|Ballooning please as Amulet feeds|
|Amulet open mouth|
|Pleats scatters birds as it bursts to the surface|
|Pleats and Amulet|
We quickly noticed that the whale we later identified as Pleats had an enormous scar that extended from just behind the whale’s blow hole, all the way past its dorsal fin. The scar consisted of dozens of parallel lines down the length of its back which is characteristic of a propeller injury from vessel strike. While this was a very old scar, it is astonishing that the collision with the vessel did not kill this resilient whale. We noticed that most of Pleats’ dives were very crooked and angled towards the left which made us wonder if this was a result of residual muscle damage or strictly behavioral. Either way, Pleats was actively feeding and appeared very healthy which is fantastic to see.

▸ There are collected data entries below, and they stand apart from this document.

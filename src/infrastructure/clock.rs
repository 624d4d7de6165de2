//! Wall-clock abstraction.
//!
//! The archival rule and creation timestamps depend on "now". Routing every
//! read through [`Clock`] lets tests pin the date.

use chrono::{DateTime, Local, NaiveDate, Utc};
use parking_lot::Mutex;

/// Source of the current instant.
pub trait Clock: Send + Sync {
    /// Current instant in the local time zone.
    fn now(&self) -> DateTime<Local>;

    /// Current local calendar date.
    fn today(&self) -> NaiveDate {
        self.now().date_naive()
    }

    /// Current instant in UTC.
    fn now_utc(&self) -> DateTime<Utc> {
        self.now().with_timezone(&Utc)
    }
}

/// Clock backed by the operating system.
#[derive(Debug, Clone, Copy, Default)]
pub struct SystemClock;

impl Clock for SystemClock {
    fn now(&self) -> DateTime<Local> {
        Local::now()
    }
}

/// Clock frozen at a settable instant.
///
/// # Examples
///
/// ```
/// use chrono::{Duration, Local};
/// use futurejoy::infrastructure::{Clock, FixedClock};
///
/// let start = Local::now();
/// let clock = FixedClock::new(start);
/// clock.advance(Duration::days(1));
/// assert_eq!(clock.now(), start + Duration::days(1));
/// ```
#[derive(Debug)]
pub struct FixedClock {
    instant: Mutex<DateTime<Local>>,
}

impl FixedClock {
    #[must_use]
    pub fn new(instant: DateTime<Local>) -> Self {
        Self {
            instant: Mutex::new(instant),
        }
    }

    pub fn set(&self, instant: DateTime<Local>) {
        *self.instant.lock() = instant;
    }

    pub fn advance(&self, by: chrono::Duration) {
        let mut instant = self.instant.lock();
        *instant += by;
    }
}

impl Clock for FixedClock {
    fn now(&self) -> DateTime<Local> {
        *self.instant.lock()
    }
}

impl<C: Clock + ?Sized> Clock for std::sync::Arc<C> {
    fn now(&self) -> DateTime<Local> {
        (**self).now()
    }
}

#[cfg(test)]
mod tests {
    use super::*;
    use chrono::TimeZone;
    use std::sync::Arc;

    #[test]
    fn fixed_clock_can_be_pinned_to_a_new_instant() {
        let start = Local.with_ymd_and_hms(2026, 10, 18, 23, 30, 0).unwrap();
        let clock = Arc::new(FixedClock::new(start));
        let shared: Arc<dyn Clock> = clock.clone();

        clock.set(Local.with_ymd_and_hms(2027, 1, 1, 0, 15, 0).unwrap());

        assert_eq!(shared.today(), NaiveDate::from_ymd_opt(2027, 1, 1).unwrap());
        assert_eq!(shared.now_utc(), shared.now().with_timezone(&Utc));
    }
}
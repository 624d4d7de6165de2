//! Bounded pool of pre-fetched sponsored items.
//!
//! The list asks for an item whenever a sponsored row scrolls into view. To
//! keep that from waiting on the network, [`AdSupplyCache`] keeps up to
//! `capacity` items ready and refills in the background.
//!
//! # Policy
//!
//! - The first [`get_item`](AdSupplyCache::get_item) on a cache starts a
//!   background preload of `preload_count` fetches. Later calls never do.
//! - A hit pops the oldest item, spawns one replenishing fetch and returns
//!   immediately.
//! - A miss fetches inline and returns the result without caching it.
//! - Fetch errors and timeouts resolve to `None`.
//! - An item arriving while the pool is full is dropped.

use super::source::{AdSource, SponsoredItem};
use futures_util::future::join_all;
use parking_lot::Mutex;
use std::collections::VecDeque;
use std::sync::atomic::{AtomicBool, Ordering};
use std::sync::Arc;
use std::time::Duration;
use tokio::time::timeout;
use tracing::Instrument;

/// Tuning for an [`AdSupplyCache`].
#[derive(Debug, Clone, Copy, PartialEq, Eq)]
pub struct AdCacheSettings {
    pub capacity: usize,
    pub preload_count: usize,
    /// A sponsored row follows every `interval`-th event row.
    pub interval: usize,
    pub fetch_timeout: Duration,
}

impl Default for AdCacheSettings {
    fn default() -> Self {
        Self {
            capacity: 5,
            preload_count: 3,
            interval: 10,
            fetch_timeout: Duration::from_secs(10),
        }
    }
}

/// Whether the row at 0-based `index` is followed by a sponsored row.
///
/// # Examples
///
/// ```
/// use futurejoy::ads::should_show_at;
///
/// assert!(should_show_at(9, 10));
/// assert!(!should_show_at(8, 10));
/// assert!(!should_show_at(3, 0));
/// ```
#[must_use]
pub const fn should_show_at(index: usize, interval: usize) -> bool {
    interval > 0 && index % interval == interval - 1
}

/// 0-based ordinal of the sponsored slot after row `index`, if there is one.
#[must_use]
pub const fn slot_index(index: usize, interval: usize) -> Option<usize> {
    if should_show_at(index, interval) {
        Some(index / interval)
    } else {
        None
    }
}

struct Inner {
    source: Arc<dyn AdSource>,
    settings: AdCacheSettings,
    pool: Mutex<VecDeque<SponsoredItem>>,
    preload_started: AtomicBool,
}

/// Shared handle to the pool. Clones refer to the same cache.
#[derive(Clone)]
pub struct AdSupplyCache {
    inner: Arc<Inner>,
}

impl AdSupplyCache {
    #[must_use]
    pub fn new(source: Arc<dyn AdSource>, settings: AdCacheSettings) -> Self {
        Self {
            inner: Arc::new(Inner {
                source,
                settings,
                pool: Mutex::new(VecDeque::with_capacity(settings.capacity)),
                preload_started: AtomicBool::new(false),
            }),
        }
    }

    #[must_use]
    pub fn settings(&self) -> AdCacheSettings {
        self.inner.settings
    }

    /// Number of items ready to hand out.
    #[must_use]
    pub fn len(&self) -> usize {
        self.inner.pool.lock().len()
    }

    #[must_use]
    pub fn is_empty(&self) -> bool {
        self.inner.pool.lock().is_empty()
    }

    #[must_use]
    pub fn should_show_at(&self, index: usize) -> bool {
        should_show_at(index, self.inner.settings.interval)
    }

    #[must_use]
    pub fn slot_index(&self, index: usize) -> Option<usize> {
        slot_index(index, self.inner.settings.interval)
    }

    /// Runs `count` fetch-and-cache operations concurrently and waits for all.
    pub async fn preload(&self, count: usize) {
        let cached = join_all((0..count).map(|_| self.fetch_and_cache()))
            .instrument(tracing::debug_span!("ad_preload", count))
            .await
            .into_iter()
            .filter(|cached| *cached)
            .count();
        tracing::debug!(cached, pool = self.len(), "ad preload finished");
    }

    /// Hands out one item, or `None` if none could be produced.
    ///
    /// Must be called from within a tokio runtime.
    pub async fn get_item(&self) -> Option<SponsoredItem> {
        if !self.inner.preload_started.swap(true, Ordering::SeqCst) {
            let cache = self.clone();
            let count = self.inner.settings.preload_count;
            tokio::spawn(async move { cache.preload(count).await });
        }

        let popped = self.inner.pool.lock().pop_front();
        match popped {
            Some(item) => {
                let cache = self.clone();
                tokio::spawn(async move {
                    cache.fetch_and_cache().await;
                });
                Some(item)
            }
            None => {
                tracing::debug!("ad pool empty, fetching inline");
                self.fetch().await
            }
        }
    }

    async fn fetch(&self) -> Option<SponsoredItem> {
        let limit = self.inner.settings.fetch_timeout;
        match timeout(limit, self.inner.source.fetch()).await {
            Ok(Ok(item)) => Some(item),
            Ok(Err(e)) => {
                tracing::warn!(error = %e, "ad fetch failed");
                None
            }
            Err(_) => {
                tracing::warn!(timeout_ms = limit.as_millis() as u64, "ad fetch timed out");
                None
            }
        }
    }

    async fn fetch_and_cache(&self) -> bool {
        let Some(item) = self.fetch().await else {
            return false;
        };

        let mut pool = self.inner.pool.lock();
        if pool.len() >= self.inner.settings.capacity {
            tracing::debug!(ad_id = %item.id, "ad pool full, discarding item");
            return false;
        }
        pool.push_back(item);
        true
    }
}

impl std::fmt::Debug for AdSupplyCache {
    fn fmt(&self, f: &mut std::fmt::Formatter<'_>) -> std::fmt::Result {
        f.debug_struct("AdSupplyCache")
            .field("settings", &self.inner.settings)
            .field("pooled", &self.len())
            .field("preload_started", &self.inner.preload_started.load(Ordering::Relaxed))
            .finish_non_exhaustive()
    }
}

|Pleats' unusual scarring, which is likely from a boat propeller|
|Bubble clouds surface as Pleats feasts|
Nearby, Pepper fed on her own in a very similar style. Soon, Amulet decided to venture on its own as Pepper made her way towards Pleats. Pepper and Pleats continued to feed together as we watched Amulet repeatedly exhibited a very rhythmic feeding technique. This technique consisted of two pumps of the fluke and a dive followed by a half circle of bubbles and an open mouth lunge. Amulet performed this feeding technique like clockwork over and over until we had to head back to Boston. It was an amazing trip and I can only hope that this sort of activity continues as we make our way through the season!